Patricia Smith & Rafeef Ziadah
Friday, April 12, 2019 @ 8:00 pm - 9:30 pm| €13 – €15
Continuing our ‘Literature of witness’ theme, Cúirt is proud to present two highly energetic, provocative and compelling voices on the international contemporary spoken word stage.
Patricia Smith is a poet, teacher, and performance artist. She is the author of Incendiary Art, winner of the 2018 Kingsley Tufts Poetry Award and the 2017 Los Angeles Times Book Award in poetry; Shoulda Been Jimi Savannah, winner of the 2013 Lenore Marshall Poetry Prize from the Academy of American Poets, given for the most outstanding book of poetry published in the United States each year; Blood Dazzler which was a finalist for the 2008 National Book Award; Teahouse of the Almighty, a 2005 National Poetry Series selection; Close to Death; Big Towns; Big Talk which won the Carl Sandburg Literary Award; and Life According to Motown.
Smith is a four-time individual champion of the National Poetry Slam, a two-time winner of the Pushcart Prize and her work has appeared in Best American Poetry, Best American Essays, and Best American Mystery Stories.

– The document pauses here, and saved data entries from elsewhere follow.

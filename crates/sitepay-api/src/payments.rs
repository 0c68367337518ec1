//! Handlers for `/payments` endpoints.

use std::sync::Arc;

use axum::{
  Json,
  extract::{Path, State},
  http::StatusCode,
  response::IntoResponse,
};
use serde_json::json;
use sitepay_core::{
  payment::{NewPayment, Payment, PaymentDetails},
  store::ProcurementStore,
};

use crate::error::{ApiError, check};

const UNKNOWN_REQUEST: &str = "unknown request id";

/// `GET /payments`
pub async fn list<S>(
  State(store): State<Arc<S>>,
) -> Result<Json<Vec<PaymentDetails>>, ApiError>
where
  S: ProcurementStore,
{
  let payments = store
    .list_payments_detailed()
    .await
    .map_err(ApiError::store)?;
  Ok(Json(payments))
}

/// `POST /payments`. Overpayment is allowed; there is no balance check.
pub async fn create<S>(
  State(store): State<Arc<S>>,
  Json(body): Json<NewPayment>,
) -> Result<impl IntoResponse, ApiError>
where
  S: ProcurementStore,
{
  check(&body)?;
  let payment = store
    .add_payment(body)
    .await
    .map_err(ApiError::from_store(UNKNOWN_REQUEST))?;
  Ok((StatusCode::CREATED, Json(payment)))
}

/// `GET /payments/:id`
pub async fn get_one<S>(
  State(store): State<Arc<S>>,
  Path(id): Path<i64>,
) -> Result<Json<PaymentDetails>, ApiError>
where
  S: ProcurementStore,
{
  let details = store
    .get_payment_details(id)
    .await
    .map_err(ApiError::store)?
    .ok_or_else(|| ApiError::NotFound(format!("payment {id} not found")))?;
  Ok(Json(details))
}

/// `PUT /payments/:id`
pub async fn update<S>(
  State(store): State<Arc<S>>,
  Path(id): Path<i64>,
  Json(body): Json<NewPayment>,
) -> Result<Json<Payment>, ApiError>
where
  S: ProcurementStore,
{
  check(&body)?;
  let payment = store
    .update_payment(id, body)
    .await
    .map_err(ApiError::from_store(UNKNOWN_REQUEST))?
    .ok_or_else(|| ApiError::NotFound(format!("payment {id} not found")))?;
  Ok(Json(payment))
}

/// `DELETE /payments/:id`
pub async fn delete_one<S>(
  State(store): State<Arc<S>>,
  Path(id): Path<i64>,
) -> Result<impl IntoResponse, ApiError>
where
  S: ProcurementStore,
{
  let deleted = store.delete_payment(id).await.map_err(ApiError::store)?;
  if !deleted {
    return Err(ApiError::NotFound(format!("payment {id} not found")));
  }
  Ok(Json(json!({ "message": "payment deleted" })))
}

Smith is a professor of creative writing at the City University of New York/College of Staten Island.
Rafeef Ziadah is a Palestinian spoken word artist and human rights activist based in London, UK. Her performance of poems like “We Teach Life, Sir” and “Shades of Anger” went viral within days of their release. Her live readings offer a moving blend of poetry and music. Since releasing her first album, Hadeel, she has headlined prestigious performance venues across several countries with powerful readings on war, exile, gender and racism.
“Her work is always timely, powerful, necessary, and at turns heartbreaking.” Natasha Trethewey.
“The words that she says with such beauty and grace hit you right in the heart. They are more powerful than any weapon.” – Angela Davis, scholar and civil rights activist.
This event will be chaired by renowned journalist and broadcaster Olivia O’Leary and recorded live for RTE Radio One’s The Poetry Programme.